The pathways of glucose utilization for energy production in the malaria parasite, Plasmodium falciparum, have been studied extensively. Little is known, however, about the reactions by which glucose is converted into complex carbohydrates in the parasite, and knowledge of the catabolism of these substances is likewise scanty. The present investigation was undertaken to determine whether the parasites possess a key enzyme of glucosamine catabolism, i.e. glucosamine 6-phosphate deaminase (EC 5.3.1.40), which catalyses the conversion of the sugar phosphate to fructose 6-phosphate and ammonia. Lysates of Plasmodium-infected erythrocytes had substantially higher deaminase activity than control samples from normal erythrocytes, and an even higher specific activity was observed in extracts of isolated parasites, amounting to 20-40 times that of uninfected cells. Anion exchange chromatography indicated that the parasite deaminase eluted in a retarded position when compared to the elution profile of the erythrocyte enzyme.

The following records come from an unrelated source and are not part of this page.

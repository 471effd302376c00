//! Uniform error body for every endpoint
//!
//! Whatever goes wrong, the client sees `{"success": false, "error": ...}`
//! with optional `details` / `raw` for upstream diagnostics.

use axum::{
    http::StatusCode,
    response::{IntoResponse, Response},
    Json,
};
use serde::Serialize;

use crate::advisory::AdvisoryError;
use crate::predictor::PredictError;

#[derive(Debug, Clone, Serialize, PartialEq)]
pub struct ErrorBody {
    pub success: bool,
    pub error: String,
    #[serde(skip_serializing_if = "Option::is_none")]
    pub details: Option<String>,
    #[serde(skip_serializing_if = "Option::is_none")]
    pub raw: Option<String>,
}

#[derive(Debug)]
pub struct ApiError {
    pub status: StatusCode,
    pub body: ErrorBody,
}

impl ApiError {
    pub fn new(status: StatusCode, message: impl Into<String>) -> Self {
        Self {
            status,
            body: ErrorBody {
                success: false,
                error: message.into(),
                details: None,
                raw: None,
            },
        }
    }

    pub fn bad_request(message: impl Into<String>) -> Self {
        Self::new(StatusCode::BAD_REQUEST, message)
    }

    pub fn internal(message: impl Into<String>) -> Self {
        Self::new(StatusCode::INTERNAL_SERVER_ERROR, message)
    }

    fn with_details(mut self, details: String) -> Self {
        self.body.details = Some(details);
        self
    }

    fn with_raw(mut self, raw: String) -> Self {
        self.body.raw = Some(raw);
        self
    }
}

impl IntoResponse for ApiError {
    fn into_response(self) -> Response {
        if self.status.is_server_error() {
            tracing::warn!(status = %self.status, error = %self.body.error, "request failed");
        } else {
            tracing::debug!(status = %self.status, error = %self.body.error, "request rejected");
        }
        (self.status, Json(self.body)).into_response()
    }
}

impl From<PredictError> for ApiError {
    fn from(e: PredictError) -> Self {
        let status = match &e {
            PredictError::MissingFields(_)
            | PredictError::AreaNotFound { .. }
            | PredictError::ItemNotFound { .. }
            | PredictError::InvalidNumber { .. } => StatusCode::BAD_REQUEST,
            PredictError::Pipeline(_) => StatusCode::INTERNAL_SERVER_ERROR,
        };
        ApiError::new(status, e.to_string())
    }
}

impl From<AdvisoryError> for ApiError {
    fn from(e: AdvisoryError) -> Self {
        let message = e.to_string();
        match e {
            AdvisoryError::MissingCrop => ApiError::bad_request(message),
            AdvisoryError::MissingCredential => {
                ApiError::new(StatusCode::SERVICE_UNAVAILABLE, message)
            }
            AdvisoryError::UpstreamStatus { body, .. } => {
                ApiError::new(StatusCode::BAD_GATEWAY, message).with_details(body)
            }
            AdvisoryError::Unparsable { raw } => {
                ApiError::new(StatusCode::BAD_GATEWAY, message).with_raw(raw)
            }
            AdvisoryError::MalformedEnvelope(_) | AdvisoryError::Transport(_) => {
                ApiError::new(StatusCode::BAD_GATEWAY, message)
            }
            AdvisoryError::Timeout => ApiError::new(StatusCode::GATEWAY_TIMEOUT, message),
        }
    }
}
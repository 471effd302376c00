//! Transform-then-predict pipeline

use std::path::Path;

use super::artifact;
use super::error::{ModelError, Result};
use super::features::FeatureRecord;
use super::preprocessor::Preprocessor;
use super::regressor::Regressor;

/// Anything that can turn a feature record into a raw yield (hg/ha)
///
/// Implementations are read-only after construction and shared across
/// requests.
pub trait YieldModel: Send + Sync {
    fn predict(&self, record: &FeatureRecord) -> Result<f64>;
}

/// Fitted preprocessor plus regressor loaded from disk
#[derive(Debug, Clone)]
pub struct ArtifactPipeline {
    preprocessor: Preprocessor,
    regressor: Regressor,
}

impl ArtifactPipeline {
    pub fn new(preprocessor: Preprocessor, regressor: Regressor) -> Result<Self> {
        preprocessor.validate()?;
        regressor.validate()?;

        let width = preprocessor.output_width();
        if width != regressor.n_features() {
            return Err(ModelError::InvalidArtifact(format!(
                "preprocessor emits {width} features but model expects {}",
                regressor.n_features()
            )));
        }

        Ok(Self {
            preprocessor,
            regressor,
        })
    }

    pub fn load(model_path: impl AsRef<Path>, preprocessor_path: impl AsRef<Path>) -> Result<Self> {
        let preprocessor: Preprocessor = artifact::load(preprocessor_path)?;
        let regressor: Regressor = artifact::load(model_path)?;
        Self::new(preprocessor, regressor)
    }

    pub fn preprocessor(&self) -> &Preprocessor {
        &self.preprocessor
    }

    pub fn regressor(&self) -> &Regressor {
        &self.regressor
    }
}

impl YieldModel for ArtifactPipeline {
    fn predict(&self, record: &FeatureRecord) -> Result<f64> {
        let x = self.preprocessor.transform(record)?;
        self.regressor.predict(&x)
    }
}
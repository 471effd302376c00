//! Advisory relay: prompt the chat model and parse its reply
//!
//! Blank crop names are rejected before the credential check, and neither
//! case reaches the upstream.

use std::sync::Arc;

use super::client::ChatCompletionClient;
use super::document::AdvisoryDocument;
use super::error::AdvisoryError;
use super::extract::parse_advisory;
use super::prompt::build_prompt;

/// Crop advisory relay
///
/// `client` is `None` when no usable API key was configured; requests then
/// fail with [`AdvisoryError::MissingCredential`] instead of reaching out.
#[derive(Clone)]
pub struct AdvisoryService {
    client: Option<Arc<dyn ChatCompletionClient>>,
}

impl AdvisoryService {
    pub fn new(client: Option<Arc<dyn ChatCompletionClient>>) -> Self {
        Self { client }
    }

    pub fn disabled() -> Self {
        Self { client: None }
    }

    pub fn is_enabled(&self) -> bool {
        self.client.is_some()
    }

    pub async fn get_advisory(&self, crop: &str) -> Result<AdvisoryDocument, AdvisoryError> {
        let crop = crop.trim();
        if crop.is_empty() {
            return Err(AdvisoryError::MissingCrop);
        }
        let client = self
            .client
            .as_ref()
            .ok_or(AdvisoryError::MissingCredential)?;

        tracing::info!(crop, model = client.model_name(), "requesting crop advisory");
        let reply = client.complete(&build_prompt(crop)).await?;
        parse_advisory(&reply)
    }
}
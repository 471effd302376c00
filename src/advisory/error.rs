use thiserror::Error;

/// Failures of the advisory relay
#[derive(Error, Debug)]
pub enum AdvisoryError {
    #[error("No crop name provided.")]
    MissingCrop,

    #[error("Groq API key not set. Set GROQ_API_KEY in the environment or .env file. Get a free key at https://console.groq.com")]
    MissingCredential,

    #[error("Groq API error: {status}")]
    UpstreamStatus { status: u16, body: String },

    #[error("Failed to parse AI response.")]
    Unparsable { raw: String },

    #[error("Server error: malformed completion response: {0}")]
    MalformedEnvelope(String),

    #[error("Request timed out. Please try again.")]
    Timeout,

    #[error("Server error: {0}")]
    Transport(String),
}

impl From<reqwest::Error> for AdvisoryError {
    fn from(e: reqwest::Error) -> Self {
        if e.is_timeout() {
            AdvisoryError::Timeout
        } else {
            AdvisoryError::Transport(e.to_string())
        }
    }
}
//! Read-only vocabulary and health endpoints

use axum::{extract::State, Json};
use serde::Serialize;

use crate::state::AppState;
use crate::vocabulary::ValidInputs;

/// `GET /api/valid-inputs`
pub async fn valid_inputs(State(state): State<AppState>) -> Json<ValidInputs> {
    Json(state.vocabulary.valid_inputs().clone())
}

#[derive(Debug, Serialize)]
pub struct HealthResponse {
    pub success: bool,
    pub status: &'static str,
    pub advisory_enabled: bool,
}

/// `GET /api/health`
pub async fn health(State(state): State<AppState>) -> Json<HealthResponse> {
    Json(HealthResponse {
        success: true,
        status: "ok",
        advisory_enabled: state.advisory.is_enabled(),
    })
}
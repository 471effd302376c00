//! Artifact decoding
//!
//! `.json` files are read with serde_json, anything else as bincode.

use std::path::Path;

use serde::de::DeserializeOwned;

use super::error::{ModelError, Result};

pub fn load<T: DeserializeOwned>(path: impl AsRef<Path>) -> Result<T> {
    let path = path.as_ref();
    let display = path.display().to_string();
    let bytes = std::fs::read(path).map_err(|source| ModelError::Io {
        path: display.clone(),
        source,
    })?;

    let is_json = path
        .extension()
        .and_then(|e| e.to_str())
        .is_some_and(|e| e.eq_ignore_ascii_case("json"));

    if is_json {
        serde_json::from_slice(&bytes).map_err(|source| ModelError::Json {
            path: display,
            source,
        })
    } else {
        bincode::deserialize(&bytes).map_err(|source| ModelError::Bincode {
            path: display,
            source,
        })
    }
}
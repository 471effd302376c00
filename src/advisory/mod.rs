//! AI crop advisory relay
//!
//! ```text
//! crop name → prompt → chat completion → slice {..} → AdvisoryDocument
//! ```

pub mod client;
pub mod document;
pub mod error;
pub mod extract;
pub mod prompt;
pub mod service;

pub use client::{ChatCompletionClient, GroqClient, GroqSettings};
pub use document::AdvisoryDocument;
pub use error::AdvisoryError;
pub use service::AdvisoryService;
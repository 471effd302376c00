//! FarmAI server binary
//!
//! Reads configuration from flags / environment (see `farmai-server --help`),
//! loads the model artifacts and serves the HTTP API.

use anyhow::Context;
use clap::Parser;
use tracing_subscriber::{layer::SubscriberExt, util::SubscriberInitExt};

use farmai::{build_router, startup, Config};

#[tokio::main]
async fn main() -> anyhow::Result<()> {
    dotenvy::dotenv().ok();

    tracing_subscriber::registry()
        .with(
            tracing_subscriber::EnvFilter::try_from_default_env()
                .unwrap_or_else(|_| "farmai=info,farmai_server=info,tower_http=debug".into()),
        )
        .with(tracing_subscriber::fmt::layer())
        .init();

    let config = Config::parse();
    tracing::info!("Starting FarmAI server (yield prediction + crop advisory)");

    let state = startup::load_state(&config)?;
    let app = build_router(state, &config.static_dir);

    let listener = tokio::net::TcpListener::bind(&config.bind_addr)
        .await
        .with_context(|| format!("failed to bind {}", config.bind_addr))?;
    tracing::info!("Listening on http://{}", config.bind_addr);

    axum::serve(listener, app)
        .with_graceful_shutdown(shutdown_signal())
        .await
        .context("server error")?;

    Ok(())
}

async fn shutdown_signal() {
    if let Err(e) = tokio::signal::ctrl_c().await {
        tracing::error!("failed to listen for shutdown signal: {}", e);
        std::future::pending::<()>().await;
    }
    tracing::info!("Shutdown signal received");
}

The charge difference suggested by these findings was established more directly by chromatofocusing, which indicated pI values of 6.85 and 8.55 for the parasite and erythrocyte deaminases, respectively. Other differences were also observed, notably a greater thermolability on the part of the parasite enzyme. These results indicated that the parasites synthesize a specific deaminase that is distinct from the normal erythrocyte enzyme. Studies on synchronized parasite cultures further indicated that the parasite deaminase is developmentally regulated, because a dramatic increase in activity levels occurred during the later stages of parasite development.